Goldman Profit at Five-Year High as Every Business Tops Estimate (Bloomberg)
Goldman Sachs Group Inc. posted the highest earnings per share in more than five years as all of its major businesses topped analysts’ estimates and the firm paid out a smaller portion of revenue to compensate employees. Net income surged 40 percent to $2.84 billion, or $5.94 a share, from $2.03 billion, or $4.02, a year earlier, the New York-based company said Thursday in a statement. That was higher than all 26 estimates in a Bloomberg survey of analysts.
Citigroup Beats Estimates as Cost Cuts Cushion Trading Slump (Bloomberg)
First-quarter net income jumped 21 percent to $4.77 billion, or $1.51 a share, the firm said Thursday. Excluding accounting adjustments, earnings per share were $1.52, surpassing the $1.39 average estimate of 27 analysts surveyed by Bloomberg.
Former Fed Chief Ben Bernanke to Advise Hedge Fund Citadel (WSJ)
Mr. Bernanke will consult on developments in monetary policy, financial markets and the global economy, Citadel said in a release. “His insights on monetary policy and the capital markets will be extremely valuable to our team and to our investors,” said Citadel founder and chief executive Ken Griffin in the statement.
School For Strippers Closes Due To Noise Complaints (AP)

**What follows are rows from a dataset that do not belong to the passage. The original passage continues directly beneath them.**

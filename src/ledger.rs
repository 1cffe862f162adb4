use serde::{Deserialize, Serialize};
use thiserror::Error;

use crate::team::Team;

/// A boolean verdict plus the LLM's justification for it — the teacher's
/// `orchestrator/types.rs` pairs every yes/no field with a `reason` this
/// way so the transcript stays explainable without a separate call.
#[derive(Debug, Clone, Serialize, Deserialize)]
pub struct BoolWithReason {
    pub answer: bool,
    pub reason: String,
}

/// The next concrete action, aimed either at an agent or back at the user
/// (§3 "Progress Ledger" / §4.1).
#[derive(Debug, Clone, Serialize, Deserialize)]
pub struct InstructionOrQuestion {
    pub answer: String,
    pub agent_name: String,
}

/// The LLM's per-turn assessment of plan progress, produced by the ledger
/// call and consumed by the executing-phase dispatch loop (§4.1).
#[derive(Debug, Clone, Serialize, Deserialize)]
pub struct ProgressLedger {
    pub is_current_step_complete: BoolWithReason,
    pub need_to_replan: BoolWithReason,
    pub instruction_or_question: InstructionOrQuestion,
    pub progress_summary: String,
}

#[derive(Debug, Error)]
pub enum LedgerError {
    #[error("ledger names unknown agent '{0}'")]
    UnknownAgent(String),
    #[error("ledger instruction is empty")]
    EmptyInstruction,
}

impl ProgressLedger {
    /// Validates the fields the orchestrator acts on directly: the named
    /// agent must be a real team member (or the synthetic no-op agent),
    /// and the instruction text must be non-empty so dispatch has
    /// something concrete to hand the agent (§4.1 edge case).
    pub fn validate(&self, team: &Team) -> Result<(), LedgerError> {
        if !team.has_agent(&self.instruction_or_question.agent_name) {
            return Err(LedgerError::UnknownAgent(self.instruction_or_question.agent_name.clone()));
        }
        if self.instruction_or_question.answer.trim().is_empty() {
            return Err(LedgerError::EmptyInstruction);
        }
        Ok(())
    }

    pub fn is_stalled(&self) -> bool {
        !self.is_current_step_complete.answer
    }
}
use std::collections::VecDeque;

use serde::{Deserialize, Serialize};

use crate::message::ChatMessage;
use crate::plan::Plan;

/// The orchestrator's state machine phase (§3/§4.3).
#[derive(Debug, Clone, Copy, PartialEq, Eq, Serialize, Deserialize)]
pub enum Phase {
    AwaitingTask,
    Planning,
    Executing,
    Replanning,
    Finalizing,
    Terminal,
}

/// A dispatched-instruction fingerprint used by the loop guard: three
/// identical consecutive triples force a replan before a fourth identical
/// dispatch happens (§4.3 edge case).
#[derive(Debug, Clone, PartialEq, Eq)]
pub struct DispatchFingerprint {
    pub agent_name: String,
    pub instruction: String,
    pub step_index: usize,
}

/// Everything the Orchestrator owns for the lifetime of one session
/// (§3 "OrchestratorState"). The Plan, if any, lives here too — the
/// Scheduler only ever borrows it read-only.
#[derive(Debug, Clone)]
pub struct OrchestratorState {
    pub phase: Phase,
    pub plan: Option<Plan>,
    pub step_index: usize,
    pub step_attempts: u32,
    pub replan_count: u32,
    pub transcript: Vec<ChatMessage>,
    pub pending_followup: Option<ChatMessage>,
    recent_dispatches: VecDeque<DispatchFingerprint>,
    next_seq: u64,
}

impl OrchestratorState {
    pub fn new() -> Self {
        Self {
            phase: Phase::AwaitingTask,
            plan: None,
            step_index: 0,
            step_attempts: 0,
            replan_count: 0,
            transcript: Vec::new(),
            pending_followup: None,
            recent_dispatches: VecDeque::with_capacity(3),
            next_seq: 0,
        }
    }

    pub fn push_transcript(&mut self, mut message: ChatMessage) {
        message.seq = self.next_seq;
        self.next_seq += 1;
        self.transcript.push(message);
    }

    pub fn reset_for_new_plan(&mut self, plan: Plan) {
        self.plan = Some(plan);
        self.step_index = 0;
        self.step_attempts = 0;
        self.recent_dispatches.clear();
    }

    /// Records a dispatch fingerprint and reports whether the *previous*
    /// three dispatches were all identical to this one — i.e. this would
    /// be the fourth identical dispatch in a row.
    pub fn record_dispatch_and_check_loop(&mut self, fingerprint: DispatchFingerprint) -> bool {
        let repeats_all_three = self.recent_dispatches.len() == 3 && self.recent_dispatches.iter().all(|d| *d == fingerprint);
        if self.recent_dispatches.len() == 3 {
            self.recent_dispatches.pop_front();
        }
        self.recent_dispatches.push_back(fingerprint);
        repeats_all_three
    }
}

impl Default for OrchestratorState {
    fn default() -> Self {
        Self::new()
    }
}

"If they had flown under the radar, they'd still be in business," said Hillsborough sheriff's deputy Phil Acaba, who investigated the events at the mansion. "The noise was the issue that brought their downfall." The owner of the school billed it as an agency for "top earning exotic dancers and models." The mansion is owned by Pink Tati LLC, but the principal owner is Canadian millionaire Gordon Lownds. In an interview Monday, Lownds told the newspaper he has ceased all commercial activity at the 12,000-square-foot house, shutting down its modeling school for exotic dancers.
IMF knocks Greek debt rescheduling hopes (FT)
Greek officials have made an informal approach to the International Monetary Fund to delay repayments of loans to the international lender, highlighting the parlous state of Greek finances, but were told that no rescheduling was possible. According to officials briefed on the talks by both sides, Athens was persuaded not to make a specific request for a delay to the Fund, which is owed almost €1bn in two separate payments due in May.
Netflix Stock Soars to All-Time High as Customers Top 62 Million (Bloomberg)
U.S. subscribers jumped by 2.28 million in the first quarter, while international accounts rose 2.6 million, Netflix said Wednesday on its website. Both figures beat its Jan. 20 forecast. Sales grew 24 percent to $1.57 billion, matching analysts’ projections.
Japan Tops China as Largest U.S. Creditor (WSJ)
Japan dethroned China as the top foreign holder of U.S. Treasurys for the first time since the financial crisis, following a wave of purchases by buyers shifting money to the U.S. as Japan’s economic policies push down interest rates there.
Blackstone CEO: We're an 'earnings machine' (CNBC)
Blackstone reported much better-than-expected quarterly results on Thursday, prompting Chairman and CEO Steve Schwarzman to declare his private equity firm an "earnings machine." "We are the most profitable money manager in the world," boasted the co-founder of Blackstone, which has $310 billion in assets under management. "We just have an economic model that doesn't depend on a [particular] quarter's earnings." Blackstone reported economic net income of $1.37 a share—well above expectations of $1.04 a share. Revenue for the latest quarter was $2.51 billion, beating estimates of $2.09 billion.
California barber cuts hair into Mayweather/Pacquiao portrait (UPI)
Derek Hernandez, 23, a barber at Ajja's in Antioch, is drawing national attention for his ability to cut and color realistic portraits including Golden State Warriors star Stephen Curry into the hair on customers' heads. Hernandez, aka Derek the Barber or DTB, said his latest creation, the heads of boxers Floyd Mayweather and Manny Pacquiao to promote their upcoming fight, took about two hours to complete and cost $150.